Clustering of the Top 250 movies from IMDB

Introduction

What makes a good movie? Most of the top-rated movies in the International movie database (IMDB) are critically acclaimed and are generally a safe bet in terms of commercial success. Naturally, it would be interesting to investigate if these top movies have some distinct features responsible for their high ratings. This project aims to find out the type of natural cluster that exists among the top 250 movies from IMDB. Unsupervised machine learning techniques will be employed, more specifically, clustering algorithms. Hopefully, these clusters will give us information to observe the recurrent pattern. To build our dataset we used OMDB's web API which is RESTful web service to obtain movie information. For plot summaries we scrapped a movie's plot from IMDB's website using BeautifulSoup Library in python. Our final extracted dataframe had 250 rows and 113 columns. The inputs to our dataframe were all categorical features which were one hot encoded. We first used dimensionality reduction techniques such as PCA which was followed by K-Means and DB-SCAN clustering to find inherent clusters in the data.

Dataset and Features

Our dataset is composed of the top 250 movies based on IMDB rating. We used data directly from OMBD's API which provided every detail for more than 5000 movies. From this dataset we subsetted the top movies based on IMDB's list. The movie plot in the OMDB was just a 2 line synopsis so we decided to scrape movie summary of every movie from IMDB's website. This was done to include important and frequent words of a plot and make them as features for clustering. From the data obtained from querying OMDB's API we cleaned every column and finally decided to include Runtime, Plot, Genre, Actors, Director, Writer, Year of release, Country and Language since the rest of the columns were not relevant such as IMDB rating, IMDB ID.

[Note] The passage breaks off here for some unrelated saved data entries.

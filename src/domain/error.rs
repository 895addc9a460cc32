use thiserror::Error;

/// Input problems detected before any mutation.
#[derive(Debug, Error, PartialEq, Eq)]
pub enum ValidationError {
    #[error("{0} が空です")]
    EmptyField(&'static str),

    #[error("タイトル '{0}' の thread は既に存在します")]
    DuplicateTitle(String),

    #[error("タイトル '{0}' に使用できない文字が含まれています")]
    InvalidTitleChars(String),

    #[error("検索クエリは 2 文字以上必要です")]
    QueryTooShort,
}

#[derive(Debug, Error)]
pub enum DomainError {
    #[error("入力が不正です: {0}")]
    Validation(#[from] ValidationError),

    #[error("権限がありません: {0}")]
    Permission(String),

    #[error("category が見つかりません: {0}")]
    CategoryNotFound(String),

    #[error("forum が見つかりません: {0}")]
    ForumNotFound(i64),

    #[error("thread が見つかりません: {0}")]
    ThreadNotFound(String),

    #[error("reply が見つかりません: {0}")]
    ReplyNotFound(i64),

    #[error("thread {0} はクローズされています")]
    ThreadClosed(i64),

    #[error("データベースエラー: {0}")]
    Database(String),

    #[error("設定エラー: {0}")]
    Config(String),

    #[error("I/O エラー: {0}")]
    Io(String),
}

/// Coarse classification callers can branch on.
#[derive(Debug, Clone, Copy, PartialEq, Eq)]
pub enum ErrorKind {
    Validation,
    Permission,
    NotFound,
    State,
    Storage,
}

impl DomainError {
    pub fn kind(&self) -> ErrorKind {
        match self {
            DomainError::Validation(_) | DomainError::Config(_) => ErrorKind::Validation,
            DomainError::Permission(_) => ErrorKind::Permission,
            DomainError::CategoryNotFound(_)
            | DomainError::ForumNotFound(_)
            | DomainError::ThreadNotFound(_)
            | DomainError::ReplyNotFound(_) => ErrorKind::NotFound,
            DomainError::ThreadClosed(_) => ErrorKind::State,
            DomainError::Database(_) | DomainError::Io(_) => ErrorKind::Storage,
        }
    }

    /// Returns the appropriate exit code for this error.
    /// 0 = success, 1 = general error, 2 = input error, 3 = permission error.
    pub fn exit_code(&self) -> i32 {
        match self.kind() {
            ErrorKind::Validation => 2,
            ErrorKind::Permission => 3,
            _ => 1,
        }
    }

    pub(crate) fn permission(msg: impl Into<String>) -> Self {
        DomainError::Permission(msg.into())
    }
}

impl From<std::io::Error> for DomainError {
    fn from(e: std::io::Error) -> Self {
        DomainError::Io(e.to_string())
    }
}

impl From<rusqlite::Error> for DomainError {
    fn from(e: rusqlite::Error) -> Self {
        DomainError::Database(e.to_string())
    }
}
use chrono::{DateTime, Utc};

pub trait Clock {
    fn now(&self) -> DateTime<Utc>;
}

pub struct SystemClock;

impl Clock for SystemClock {
    fn now(&self) -> DateTime<Utc> {
        Utc::now()
    }
}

                The above dataframe shows the features that we got from querying OMDB's web API.

The main challenge was to extract relevant words from the plots which could be used as features for clustering. First step in plot preprocessing was to tokenize the text and remove punctuations and other noise from it. Next, was to remove all the stopwords which do not provide any meaningful information. After the initial cleaning of the text, TF-IDF technique was to used to get important and relevant features from the text. TF-IDF is a statistic that reflects how important a word is to a document in a collection of other documents. We chose TF-IDF statistic because it acts as a content descriptive mechanism for the plots. The term TF is the number of times a term appears in a movie plot and IDF measures the rarity of the term in the whole corpus of plots. Thus, TF-IDF provides a measure of uniqueness and will output words that are somewhat unique for plots. We used Tf-IDF because it gives high weights to words that are representative of a movie plot but do not occur too often across all the plots. This gives a uniqueness indicator and thus plots which have words having similar uniqueness indicators must be clustered together. Based on the list that TF-IDF gave us we chose the top important words which are-

All of these words were important according to tf-idf statistic. We can immediately see that there were some usual themes such as war, love, murder. One another important observation is that all of the words have a male connotation boy, man, son which represents the backlash that academy has been facing for under representation of females and minorities. After identification of the important words, one hot encoding was performed for every word and respective dummy columns were created where if a movie had that word it was assigned a value of 1 otherwise 0.

For the rest of the columns such as Actors, Directors, Language and country we took the top 20 Actors, Directors, Language and Country according to frequency and created dummy columns for them. This left us with a dataframe of 250 datapoints and 112 columns. Modelling such a dataset is very difficult because of curse of dimensionality which renders the standard computational and statistical techniques useless. To counter this we used Principal Component Analysis to eliminate the irrelevant dimensions which are not useful.

Methods

Principal Component Analysis

Principal Component Analysis was used to counter curse of dimensionality. Escaping the curse was crucial for our clustering algorithms because reduced dimension have three fold benefits :- 1) Lighter Computational Workload 2)Less Dimensional redundancy 3) More Effective Distance Metrics. PCA is dimension-reduction tool that is used to reduce a large set of variables to a small number of factors while preserving the variance between the data points.

K-Means

k means clustering is an unsupervised clustering algorithm that groups n different observations into k unique clusters where k < n. The algorithm clusters data points of similar features based on some parameter, usually Euclidean distance. Clusters are formed in a way to maximize inter cluster similarity. This can be achieved by minimizing within cluster sum of squares,
defined as

K means algorithm requires the practitioner to enter the value of parameter k. The optimum value of k can be chosen based on sum of squared error (SSE) or advanced statistical measures such as gap statistic.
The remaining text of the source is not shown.